Così come non sembra che i lavoratori siano stati liberati dal dramma dei salari bassi. Tanto che, come ha evidenziato l’economista Richard Blundell, avere un’occupazione non costituisce più una garanzia sufficiente per evitare la povertà. D’altra parte, incrociando i dati di Istat e Ocse, tra 2013 e 2023 il livello medio degli stipendi è aumentato di circa il 5% a fronte di un indice armonizzato dei prezzi cresciuto di oltre 17 punti, col risultato che le retribuzioni lorde hanno perso il 4,5% di potere d’acquisto. E la Cgia di Mestre ha evidenziato le persistenti disparità tra le retribuzioni medie al Nord e quelle al Sud: basti pensare che, a Milano, un lavoratore percepisce in media 2.642 euro al mese, mentre a Vibo Valentia la busta paga supera a stento quota mille euro. I lavoratori e le loro famiglie, dunque, sono stati liberati dal rischio della povertà? Non sembra, se si osserva l’inarrestabile diffusione dei “working poors”.
E non si possono chiudere gli occhi davanti alla condizione di donne e giovani. Per le prime un lavoro stabile e ben retribuito resta un miraggio soprattutto al Sud dove, secondo l’Istat, il tasso di occupazione femminile si attesta al 56,5% ed è inferiore di quasi venti punti rispetto a quello registrato al Nord. Senza dimenticare che il 16% delle donne è costretta a lasciare il lavoro dopo la maternità, che il 18,5% è vittima del lavoro povero e che quelle che ricoprono posizioni dirigenziali non guadagnano mediamente più di 33,6 euro l’ora.
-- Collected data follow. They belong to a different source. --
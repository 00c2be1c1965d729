//! Pluggable cost estimators for the A* search.
//!
//! A heuristic guesses the remaining cost from a tile to the target. For the
//! finder to return shortest paths the guess must never exceed the true
//! remaining cost (it must be *admissible*). Whether a built-in estimator is
//! admissible depends on the map's step costs:
//!
//! | Heuristic | Admissible when |
//! |---|---|
//! | [`ClosestHeuristic`] | every step costs at least its length (1 orthogonal, √2 diagonal) |
//! | [`ManhattanHeuristic`] | 4-way movement, every step costs at least `min_cost` |
//! | [`ClosestSquaredHeuristic`] | never in general; it overestimates past one tile and trades optimality for fewer expansions |

use std::fmt;
use std::str::FromStr;

use tilepath_core::Point;

use crate::distance;
use crate::traits::TileMap;

/// Estimates the cost of reaching `target` from `from`.
pub trait Heuristic<M: TileMap + ?Sized> {
    fn estimate(&self, map: &M, mover: &M::Mover, from: Point, target: Point) -> f32;
}

/// Straight-line (Euclidean) distance to the target.
#[derive(Debug, Clone, Copy, Default, PartialEq)]
pub struct ClosestHeuristic;

impl<M: TileMap + ?Sized> Heuristic<M> for ClosestHeuristic {
    fn estimate(&self, _map: &M, _mover: &M::Mover, from: Point, target: Point) -> f32 {
        distance::euclidean(from, target)
    }
}

/// Squared straight-line distance to the target. Avoids the square root.
#[derive(Debug, Clone, Copy, Default, PartialEq)]
pub struct ClosestSquaredHeuristic;

impl<M: TileMap + ?Sized> Heuristic<M> for ClosestSquaredHeuristic {
    fn estimate(&self, _map: &M, _mover: &M::Mover, from: Point, target: Point) -> f32 {
        distance::euclidean_squared(from, target)
    }
}

/// Manhattan distance to the target, scaled by the cheapest possible step.
#[derive(Debug, Clone, Copy, PartialEq)]
pub struct ManhattanHeuristic {
    min_cost: f32,
}

impl ManhattanHeuristic {
    /// `min_cost` is the cheapest step any tile of the map can cost.
    pub fn new(min_cost: f32) -> Self {
        Self { min_cost }
    }

    pub fn min_cost(&self) -> f32 {
        self.min_cost
    }
}

impl Default for ManhattanHeuristic {
    fn default() -> Self {
        Self::new(1.0)
    }
}

impl<M: TileMap + ?Sized> Heuristic<M> for ManhattanHeuristic {
    fn estimate(&self, _map: &M, _mover: &M::Mover, from: Point, target: Point) -> f32 {
        self.min_cost * distance::manhattan(from, target) as f32
    }
}

/// Selects one of the built-in heuristics by name, e.g. from a config file.
#[derive(Debug, Clone, Copy, Default, PartialEq, Eq, Hash)]
#[cfg_attr(
    feature = "serde",
    derive(serde::Serialize, serde::Deserialize),
    serde(rename_all = "snake_case")
)]
pub enum HeuristicKind {
    #[default]
    Closest,
    ClosestSquared,
    Manhattan,
}

impl<M: TileMap + ?Sized> Heuristic<M> for HeuristicKind {
    fn estimate(&self, map: &M, mover: &M::Mover, from: Point, target: Point) -> f32 {
        match self {
            Self::Closest => ClosestHeuristic.estimate(map, mover, from, target),
            Self::ClosestSquared => ClosestSquaredHeuristic.estimate(map, mover, from, target),
            Self::Manhattan => ManhattanHeuristic::default().estimate(map, mover, from, target),
        }
    }
}

impl HeuristicKind {
    pub fn name(self) -> &'static str {
        match self {
            Self::Closest => "closest",
            Self::ClosestSquared => "closest_squared",
            Self::Manhattan => "manhattan",
        }
    }
}

impl fmt::Display for HeuristicKind {
    fn fmt(&self, f: &mut fmt::Formatter<'_>) -> fmt::Result {
        f.write_str(self.name())
    }
}

/// Error returned when a heuristic name is not recognised.
#[derive(Debug, Clone, PartialEq, Eq)]
pub struct ParseHeuristicKindError(pub String);

impl fmt::Display for ParseHeuristicKindError {
    fn fmt(&self, f: &mut fmt::Formatter<'_>) -> fmt::Result {
        write!(
            f,
            "unknown heuristic \u{201c}{}\u{201d} (expected closest, closest_squared or manhattan)",
            self.0
        )
    }
}

impl std::error::Error for ParseHeuristicKindError {}

impl FromStr for HeuristicKind {
    type Err = ParseHeuristicKindError;

    /// Accepts `snake_case` or `kebab-case` names, ignoring case.
    fn from_str(s: &str) -> Result<Self, Self::Err> {
        match s.trim().to_ascii_lowercase().replace('-', "_").as_str() {
            "closest" => Ok(Self::Closest),
            "closest_squared" => Ok(Self::ClosestSquared),
            "manhattan" => Ok(Self::Manhattan),
            _ => Err(ParseHeuristicKindError(s.to_string())),
        }
    }
}

/// Any closure is a heuristic, including boxed ones, which is how a
/// `dyn Heuristic` is handed to a finder.
impl<M, F> Heuristic<M> for F
where
    M: TileMap + ?Sized,
    F: Fn(&M, &M::Mover, Point, Point) -> f32,
{
    fn estimate(&self, map: &M, mover: &M::Mover, from: Point, target: Point) -> f32 {
        self(map, mover, from, target)
    }
}

#[cfg(test)]
mod tests {
    use super::*;
    use crate::traits::SearchContext;

    struct Open(i32);

    impl TileMap for Open {
        type Mover = ();

        fn width_in_tiles(&self) -> i32 {
            self.0
        }

        fn height_in_tiles(&self) -> i32 {
            self.0
        }

        fn blocked(&self, _ctx: &SearchContext<'_, ()>, _to: Point) -> bool {
            false
        }

        fn cost(&self, _ctx: &SearchContext<'_, ()>, _to: Point) -> f32 {
            1.0
        }
    }

    const FROM: Point = Point::new(0, 0);
    const TO: Point = Point::new(3, 4);

    #[test]
    fn builtin_estimates() {
        let m = Open(10);
        assert_eq!(ClosestHeuristic.estimate(&m, &(), FROM, TO), 5.0);
        assert_eq!(ClosestSquaredHeuristic.estimate(&m, &(), FROM, TO), 25.0);
        assert_eq!(ManhattanHeuristic::default().estimate(&m, &(), FROM, TO), 7.0);
        assert_eq!(ManhattanHeuristic::new(0.5).estimate(&m, &(), FROM, TO), 3.5);
    }

    #[test]
    fn kind_dispatches_to_builtin() {
        let m = Open(10);
        assert_eq!(HeuristicKind::Closest.estimate(&m, &(), FROM, TO), 5.0);
        assert_eq!(HeuristicKind::ClosestSquared.estimate(&m, &(), FROM, TO), 25.0);
        assert_eq!(HeuristicKind::Manhattan.estimate(&m, &(), FROM, TO), 7.0);
    }

    #[test]
    fn closures_are_heuristics() {
        let m = Open(10);
        let zero = |_: &Open, _: &(), _: Point, _: Point| 0.0_f32;
        assert_eq!(zero.estimate(&m, &(), FROM, TO), 0.0);

        let scaled = |_: &Open, _: &(), a: Point, b: Point| 2.0 * distance::manhattan(a, b) as f32;
        assert_eq!(scaled.estimate(&m, &(), FROM, TO), 14.0);
    }

    #[test]
    fn boxed_closures_dispatch_dynamically() {
        let m = Open(10);
        let inner: Box<dyn Heuristic<Open>> = Box::new(ManhattanHeuristic::new(2.0));
        let boxed: Box<dyn Fn(&Open, &(), Point, Point) -> f32> =
            Box::new(move |map: &Open, mover: &(), a: Point, b: Point| {
                inner.estimate(map, mover, a, b)
            });
        assert_eq!(boxed.estimate(&m, &(), FROM, TO), 14.0);
    }

    #[test]
    fn kind_names() {
        assert_eq!("closest".parse(), Ok(HeuristicKind::Closest));
        assert_eq!("closest-squared".parse(), Ok(HeuristicKind::ClosestSquared));
        assert_eq!(" Manhattan".parse(), Ok(HeuristicKind::Manhattan));
        let err = "octile".parse::<HeuristicKind>().unwrap_err();
        assert!(err.to_string().contains("octile"));
        for kind in [
            HeuristicKind::Closest,
            HeuristicKind::ClosestSquared,
            HeuristicKind::Manhattan,
        ] {
            assert_eq!(kind.to_string().parse(), Ok(kind));
        }
    }

    #[test]
    fn estimates_vanish_at_target() {
        let m = Open(10);
        for kind in [
            HeuristicKind::Closest,
            HeuristicKind::ClosestSquared,
            HeuristicKind::Manhattan,
        ] {
            assert_eq!(kind.estimate(&m, &(), TO, TO), 0.0);
        }
    }
}

#[cfg(all(test, feature = "serde"))]
mod serde_tests {
    use super::*;

    #[test]
    fn kind_uses_snake_case_names() {
        let json = serde_json::to_string(&HeuristicKind::ClosestSquared).unwrap();
        assert_eq!(json, "\"closest_squared\"");
        let back: HeuristicKind = serde_json::from_str("\"manhattan\"").unwrap();
        assert_eq!(back, HeuristicKind::Manhattan);
    }
}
Quanto ai giovani, basta riflettere sul dato recentemente diffuso dalla Cgia di Mestre: tra 2014 e 2024 l’Italia ha visto partire (o forse sarebbe più corretto “fuggire”) circa 750mila giovani, di cui 730mila meridionali, con province come quelle di Bari e Potenza che ne hanno persi rispettivamente 37mila e 16mila. Vuol dire che le donne non sono state ancora liberate da gender gap in materia di accesso e retribuzione del lavoro, mentre i giovani non si sono ancora “svincolati” dalla necessità di cercare prospettive di crescita lontano dal luogo di origine. Altro che festa, quindi.
In definitiva, la Liberazione va festeggiata? Certo, non c’è dubbio. Ma bisogna fare in modo che il 25 aprile, finora sinonimo di affrancamento dalla dittatura nazifascista, si traduca nel trionfo effettivo dei diritti, a cominciare da quelli dei dei lavoratori. Il che significa garantire sicurezza, cancellare la vergogna delle morti bianche e degli infortuni, garantire retribuzioni dignitose, azzerare progressivamente i divari territoriali e di genere, trattenere i giovani sul territorio e fare in modo che possano tornare nel luogo di origine. Questa è Liberazione. Altrimenti il 25 aprile continuerà a essere una festa divisiva, utile soltanto a chi, da una parte e dall’altra del Parlamento, vuole spuntare qualche decimale di consenso in più.